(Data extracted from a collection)
//! Remote job client.

use std::net::{TcpStream, ToSocketAddrs};

use tracing::debug;

use crate::error::Result;
use crate::ipc::NativeChannel;

use super::{END_OF_OUTPUT, RemoteFile, recv_files, send_files};

/// Everything a server sent back for one submission.
#[derive(Debug, Clone)]
pub struct Submission {
    pub output_lines: Vec<String>,
    pub exit_code: i32,
    pub files: Vec<RemoteFile>,
}

impl Submission {
    pub fn succeeded(&self) -> bool {
        self.exit_code == 0
    }
}

/// Upload `files`, run the server's command and collect its results.
///
/// `on_line` sees each output line as it arrives.
pub fn submit(
    addr: impl ToSocketAddrs,
    files: &[RemoteFile],
    mut on_line: impl FnMut(&str),
) -> Result<Submission> {
    let stream = TcpStream::connect(addr)?;
    let mut channel = NativeChannel::new(stream.try_clone()?, stream);
    send_files(&mut channel, files)?;

    let mut output_lines = Vec::new();
    loop {
        let len = channel.read_int()? as u32;
        if len == END_OF_OUTPUT {
            break;
        }
        let bytes = channel.read_raw(len as usize)?;
        // Lines travel as raw bytes; invalid UTF-8 is replaced.
        let line = String::from_utf8_lossy(&bytes).into_owned();
        on_line(&line);
        output_lines.push(line);
    }
    let exit_code = channel.read_int()?;
    let files = recv_files(&mut channel)?;
    debug!(exit_code, returned = files.len(), "submission complete");

    Ok(Submission {
        output_lines,
        exit_code,
        files,
    })
}

#[cfg(all(test, unix))]
mod tests {
    use super::*;
    use crate::remote::{RemoteServer, ServerConfig};

    #[test]
    fn test_submit_round_trip() {
        let config = ServerConfig::new(
            "sh",
            vec![
                "-c".to_string(),
                "cat input.txt; echo second; echo done > result.txt".to_string(),
            ],
        );
        let server = RemoteServer::bind("127.0.0.1:0", config).unwrap();
        let addr = server.local_addr().unwrap();
        let handle = std::thread::spawn(move || server.serve_one());

        let mut streamed = Vec::new();
        let submission = submit(
            addr,
            &[RemoteFile::new("input.txt", b"first\n".to_vec())],
            |line| streamed.push(line.to_string()),
        )
        .unwrap();
        handle.join().unwrap().unwrap();

        assert!(submission.succeeded());
        assert_eq!(submission.output_lines, vec!["first", "second"]);
        assert_eq!(streamed, submission.output_lines);
        assert_eq!(submission.files, vec![RemoteFile::new("result.txt", b"done\n".to_vec())]);
    }

    #[test]
    fn test_exit_code_reported() {
        let config = ServerConfig::new("sh", vec!["-c".to_string(), "exit 3".to_string()]);
        let server = RemoteServer::bind("127.0.0.1:0", config).unwrap();
        let addr = server.local_addr().unwrap();
        let handle = std::thread::spawn(move || server.serve_one());

        let submission = submit(addr, &[], |_| {}).unwrap();
        handle.join().unwrap().unwrap();
        assert_eq!(submission.exit_code, 3);
        assert!(submission.files.is_empty());
    }

    #[test]
    fn test_non_utf8_output_still_returns_files() {
        let config = ServerConfig::new(
            "sh",
            vec![
                "-c".to_string(),
                "printf 'ok\\n\\377\\376\\n'; echo tail; echo r > result.txt".to_string(),
            ],
        );
        let server = RemoteServer::bind("127.0.0.1:0", config).unwrap();
        let addr = server.local_addr().unwrap();
        let handle = std::thread::spawn(move || server.serve_one());

        let submission = submit(addr, &[], |_| {}).unwrap();
        handle.join().unwrap().unwrap();

        assert!(submission.succeeded());
        assert_eq!(submission.output_lines.len(), 3);
        assert_eq!(submission.output_lines[0], "ok");
        assert_eq!(submission.output_lines[1], "\u{FFFD}\u{FFFD}");
        assert_eq!(submission.output_lines[2], "tail");
        assert_eq!(submission.files, vec![RemoteFile::new("result.txt", b"r\n".to_vec())]);
    }
}
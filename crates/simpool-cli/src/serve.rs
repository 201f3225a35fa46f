//! Serve command: accept remote submissions.

use simpool_core::remote::{RemoteServer, ServerConfig};

use crate::colors;

pub async fn execute(listen: &str, command: Vec<String>) -> anyhow::Result<()> {
    let mut parts = command.into_iter();
    let program = parts
        .next()
        .ok_or_else(|| anyhow::anyhow!("serve needs a command to run"))?;
    let config = ServerConfig::new(program, parts.collect());

    let server = RemoteServer::bind(listen, config)?;
    println!(
        "{}Listening{} on {} (Ctrl-C to stop)",
        colors::BOLD,
        colors::RESET,
        server.local_addr()?
    );

    // Not spawn_blocking: runtime shutdown would wait on the accept loop.
    let (done_tx, done_rx) = tokio::sync::oneshot::channel();
    std::thread::spawn(move || {
        let _ = done_tx.send(server.serve());
    });
    tokio::select! {
        result = done_rx => result??,
        _ = tokio::signal::ctrl_c() => {
            println!("\n{}Stopped.{}", colors::YELLOW, colors::RESET);
        }
    }
    Ok(())
}
use async_trait::async_trait;
use reqwest::Client;
use tokio_util::sync::CancellationToken;
use url::Url;

use super::{PING_TIMEOUT, Probe, bounded, ensure_scheme};
use crate::error::{BootstrapError, ProbeError, root_cause};
use crate::target::{Scheme, Target};

/// Client and URL shared by the plain and TLS variants
#[derive(Debug)]
struct HttpCheck {
    url: Url,
    client: Client,
}

impl HttpCheck {
    fn new(target: &Target, https_only: bool) -> Result<Self, BootstrapError> {
        let client = Client::builder()
            .timeout(PING_TIMEOUT)
            .https_only(https_only)
            .build()
            .map_err(BootstrapError::HttpClient)?;

        Ok(Self { url: target.url().clone(), client })
    }

    async fn get(&self, cancel: &CancellationToken) -> Result<(), ProbeError> {
        bounded(cancel, PING_TIMEOUT, async {
            let response = self
                .client
                .get(self.url.clone())
                .send()
                .await
                .map_err(|e| ProbeError::Transport(root_cause(&e)))?;

            let status = response.status();
            if !status.is_success() {
                return Err(ProbeError::Status(status));
            }

            Ok(())
        })
        .await
    }
}

/// HTTP checker: ready once a GET returns a 2xx status
#[derive(Debug, Default)]
pub struct HttpProbe {
    check: Option<HttpCheck>,
}

#[async_trait]
impl Probe for HttpProbe {
    fn scheme(&self) -> Scheme {
        Scheme::Http
    }

    fn bootstrap(&mut self, target: &Target) -> Result<(), BootstrapError> {
        ensure_scheme("http", target, Scheme::Http)?;
        self.check = Some(HttpCheck::new(target, false)?);
        Ok(())
    }

    fn is_bootstrapped(&self) -> bool {
        self.check.is_some()
    }

    async fn ping(&self, cancel: &CancellationToken) -> Result<(), ProbeError> {
        self.check.as_ref().ok_or(ProbeError::NotBootstrapped)?.get(cancel).await
    }
}

/// HTTPS checker. Certificates are always verified against the bundled
/// webpki roots.
#[derive(Debug, Default)]
pub struct HttpsProbe {
    check: Option<HttpCheck>,
}

#[async_trait]
impl Probe for HttpsProbe {
    fn scheme(&self) -> Scheme {
        Scheme::Https
    }

    fn bootstrap(&mut self, target: &Target) -> Result<(), BootstrapError> {
        ensure_scheme("https", target, Scheme::Https)?;
        self.check = Some(HttpCheck::new(target, true)?);
        Ok(())
    }

    fn is_bootstrapped(&self) -> bool {
        self.check.is_some()
    }

    async fn ping(&self, cancel: &CancellationToken) -> Result<(), ProbeError> {
        self.check.as_ref().ok_or(ProbeError::NotBootstrapped)?.get(cancel).await
    }
}

#[cfg(test)]
mod tests {
    use std::net::SocketAddr;
    use std::sync::Arc;
    use std::sync::atomic::{AtomicUsize, Ordering};

    use rcgen::CertifiedKey;
    use tokio::io::{AsyncReadExt, AsyncWriteExt};
    use tokio::net::TcpListener;
    use tokio_rustls::TlsAcceptor;
    use tokio_rustls::rustls::ServerConfig;
    use tokio_rustls::rustls::crypto::ring;
    use tokio_rustls::rustls::pki_types::{PrivateKeyDer, PrivatePkcs8KeyDer};

    use super::*;

    /// TLS server with a self-signed certificate; counts completed handshakes
    async fn serve_self_signed() -> (SocketAddr, Arc<AtomicUsize>) {
        let CertifiedKey { cert, key_pair } =
            rcgen::generate_simple_self_signed(vec!["localhost".to_string()]).unwrap();
        let key = PrivateKeyDer::Pkcs8(PrivatePkcs8KeyDer::from(key_pair.serialize_der()));
        let config = ServerConfig::builder_with_provider(Arc::new(ring::default_provider()))
            .with_safe_default_protocol_versions()
            .unwrap()
            .with_no_client_auth()
            .with_single_cert(vec![cert.der().clone()], key)
            .unwrap();
        let acceptor = TlsAcceptor::from(Arc::new(config));

        let listener = TcpListener::bind("127.0.0.1:0").await.unwrap();
        let addr = listener.local_addr().unwrap();
        let handshakes = Arc::new(AtomicUsize::new(0));

        let counter = handshakes.clone();
        tokio::spawn(async move {
            while let Ok((stream, _)) = listener.accept().await {
                let acceptor = acceptor.clone();
                let counter = counter.clone();
                tokio::spawn(async move {
                    let Ok(mut tls) = acceptor.accept(stream).await else {
                        return;
                    };
                    counter.fetch_add(1, Ordering::SeqCst);
                    let mut buf = [0u8; 1024];
                    let _ = tls.read(&mut buf).await;
                    let _ = tls
                        .write_all(b"HTTP/1.1 200 OK\r\ncontent-length: 0\r\n\r\n")
                        .await;
                    let _ = tls.shutdown().await;
                });
            }
        });

        (addr, handshakes)
    }

    /// Answer every connection with a fixed status line
    async fn serve(status: &'static str) -> SocketAddr {
        let listener = TcpListener::bind("127.0.0.1:0").await.unwrap();
        let addr = listener.local_addr().unwrap();
        tokio::spawn(async move {
            while let Ok((mut stream, _)) = listener.accept().await {
                let mut buf = [0u8; 1024];
                let _ = stream.read(&mut buf).await;
                let response = format!(
                    "HTTP/1.1 {status}\r\ncontent-length: 0\r\nconnection: close\r\n\r\n"
                );
                let _ = stream.write_all(response.as_bytes()).await;
                let _ = stream.shutdown().await;
            }
        });
        addr
    }

    fn http(raw: &str) -> HttpProbe {
        let mut probe = HttpProbe::default();
        probe.bootstrap(&Target::parse(raw).unwrap()).unwrap();
        probe
    }

    #[test]
    fn test_bootstrap_checks_scheme() {
        let mut probe = HttpProbe::default();
        let target = Target::parse("https://example.com").unwrap();
        assert!(matches!(
            probe.bootstrap(&target),
            Err(BootstrapError::SchemeMismatch { probe: "http", .. })
        ));
        assert!(!probe.is_bootstrapped());

        let mut probe = HttpsProbe::default();
        assert!(probe.bootstrap(&target).is_ok());
        assert!(probe.is_bootstrapped());
    }

    #[tokio::test]
    async fn test_ping_success() {
        let addr = serve("200 OK").await;
        let probe = http(&format!("http://{addr}/health"));
        assert!(probe.ping(&CancellationToken::new()).await.is_ok());
    }

    #[tokio::test]
    async fn test_ping_non_2xx_status() {
        let addr = serve("404 Not Found").await;
        let probe = http(&format!("http://{addr}/"));
        let err = probe.ping(&CancellationToken::new()).await.unwrap_err();
        assert!(matches!(err, ProbeError::Status(status) if status.as_u16() == 404));
        assert_eq!(err.to_string(), "received non-2xx status code: 404 Not Found");
    }

    #[tokio::test]
    async fn test_ping_transport_error_is_unwrapped() {
        let listener = TcpListener::bind("127.0.0.1:0").await.unwrap();
        let addr = listener.local_addr().unwrap();
        drop(listener);

        let probe = http(&format!("http://{addr}/"));
        let err = probe.ping(&CancellationToken::new()).await.unwrap_err();
        let ProbeError::Transport(message) = err else {
            panic!("expected transport error, got {err:?}");
        };
        assert!(!message.contains("error sending request"), "{message}");
    }

    #[tokio::test]
    async fn test_https_rejects_untrusted_certificate() {
        let (addr, handshakes) = serve_self_signed().await;

        let mut checker = HttpsProbe::default();
        let target = Target::parse(&format!("https://localhost:{}/", addr.port())).unwrap();
        checker.bootstrap(&target).unwrap();

        let err = checker.ping(&CancellationToken::new()).await.unwrap_err();
        let ProbeError::Transport(message) = err else {
            panic!("expected transport error, got {err:?}");
        };
        let message = message.to_lowercase();
        assert!(message.contains("certificate") || message.contains("issuer"), "{message}");
        assert_eq!(handshakes.load(Ordering::SeqCst), 0);
    }

    #[tokio::test]
    async fn test_ping_cancelled() {
        let addr = serve("200 OK").await;
        let probe = http(&format!("http://{addr}/"));
        let cancel = CancellationToken::new();
        cancel.cancel();
        assert!(matches!(probe.ping(&cancel).await, Err(ProbeError::Cancelled)));
    }
}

PROBLEM TO WORK ON.
Print again the lines of the entries above that fall between the line holding "use crate::colors;" and the line holding "the accept loop.", inclusive, exactly as they stand.

ANSWER BOX.
use crate::colors;

pub async fn execute(listen: &str, command: Vec<String>) -> anyhow::Result<()> {
    let mut parts = command.into_iter();
    let program = parts
        .next()
        .ok_or_else(|| anyhow::anyhow!("serve needs a command to run"))?;
    let config = ServerConfig::new(program, parts.collect());

    let server = RemoteServer::bind(listen, config)?;
    println!(
        "{}Listening{} on {} (Ctrl-C to stop)",
        colors::BOLD,
        colors::RESET,
        server.local_addr()?
    );

    // Not spawn_blocking: runtime shutdown would wait on the accept loop.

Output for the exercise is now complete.